My wife was very shy sexually when we 1st met and wasn't really that open or available. Once she opened up to some things we really have a very satisfying sex life. Now that we are older, she has a higher drive than me even (sometimes I wish I could put the genie back into the bottle, but that's another story).


----------



## LetDownNTX (Oct 4, 2012)

What advice have you taken that you were given in April when you originally posted this same topic?

Have you continued to cheat?
Have you told your wife? Let her decide if she wants to be married to a cheater or not.


----------



## Tiger86 (Apr 29, 2013)

Arranged marriages can work, absolutely. I would caution anyone from reading too much into our situation... we are the exception, not the rule. 
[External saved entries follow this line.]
//! Code execution engine.
//!
//! An engine is loaded at most once per process through [`EngineCell`]. The
//! load is lazy and idempotent; if it fails, the failure is remembered and the
//! sandbox stays disabled until the process restarts. There is no retry.
//!
//! Each run is bounded by [`RunLimits`]: a wall-clock timeout plus memory
//! and CPU caps, enforced either with rlimits on a host child process or by
//! a per-run container (see [`Isolation`]).

use std::process::Stdio;
use std::sync::Arc;
use std::sync::atomic::{AtomicBool, Ordering};
use std::time::Duration;

use async_trait::async_trait;
use serde::Serialize;
use tokio::io::{AsyncBufReadExt, AsyncRead, AsyncReadExt, AsyncWriteExt, BufReader};
use tokio::process::{Child, Command};
use tokio::sync::{OnceCell, mpsc};
use uuid::Uuid;

use crate::config::SandboxConfig;
use crate::errors::EngineError;

/// Receives captured output, one line per message.
pub type OutputSink = mpsc::UnboundedSender<String>;

#[async_trait]
pub trait ExecutionEngine: Send + Sync {
    /// Execute the full source text, streaming each output line to `sink` as
    /// it is produced. Resolves once execution has settled.
    async fn run(&self, source: &str, sink: OutputSink) -> Result<(), EngineError>;
}

#[async_trait]
pub trait EngineLoader: Send + Sync {
    async fn initialize(&self) -> Result<Arc<dyn ExecutionEngine>, EngineError>;
}

#[derive(Debug, Clone, PartialEq, Eq, Serialize)]
#[serde(tag = "status", content = "reason", rename_all = "snake_case")]
pub enum EngineStatus {
    Uninitialized,
    Loading,
    Ready,
    Failed(String),
    Disabled,
}

impl EngineStatus {
    pub fn is_ready(&self) -> bool {
        matches!(self, Self::Ready)
    }
}

type LoadResult = Result<Arc<dyn ExecutionEngine>, EngineError>;

/// Process-wide holder for the lazily loaded engine.
pub struct EngineCell {
    loader: Option<Arc<dyn EngineLoader>>,
    cell: OnceCell<LoadResult>,
    started: AtomicBool,
}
The sex incompatibility is the one issue that I think everything comes back to. At first I didn't know better, so I was content. Then OW1 entered my life, and I realized that there were alternatives and women could enjoy sex, and that experience was so much more enjoyable. My wife is a very, very shy/reserved woman there, and she won't really ever show any type of interest. We are nearing on three years, and she has not once initiated sex herself. 



> What advice have you taken that you were given in April when you originally posted this same topic?
> 
> Have you continued to cheat?
> Have you told your wife? Let her decide if she wants to be married to a cheater or not.


The only advice I received in April was that I was a troll! Most of the comments accused me of lying, and there wasn't much advice. That was I deleted everything... it was immensely frustrating. 

I've talked to other women since then, but I haven't cheated again. I obviously haven't told my wife, and I can't imagine a situation in which I do tell my wife about the infidelity.


----------



## aug (Aug 21, 2011)

Have you considered taking your wife on a date once in a while to woo her?

Did she have boyfriend(s) before you?


----------



## LetDownNTX (Oct 4, 2012)

Well if you care at all about your marriage you will either stop immediately and seek counseling to make your marriage a better one or you will divorce her.

I do NOT think it is fair to not tell her the truth and what you are doing but it doesnt appear that you get that she has the right to decide if she wants to be married to a cheater or not.

It might be that she finds out you are cheating and she decides she doesnt want to be married and doesnt care about the cultural stigma attached to it, as long as she isnt wasting her life with a cheater.


----------



## NaturalHeart (Nov 13, 2011)

Tiger86 said:


> I've been married for almost three years in an arranged marriage with my wife. We are both in our mid 20s and live in the United States. Our marriage has always been a struggle, and we've had some serious issues in the bedroom. There are good parts to our marriage too, of course, but its been a challenge overall.
> 
> I've been the person who reaches out throughout our marriage. Who makes the effort in trying to make us closer, who plans things, who says I love you, etc. My wife, for whatever reason can't or won't do those things. She has her own ways of showing she cares, but its not the same.
> 
> ...



No, you're unhappy and unsatisfied.


----------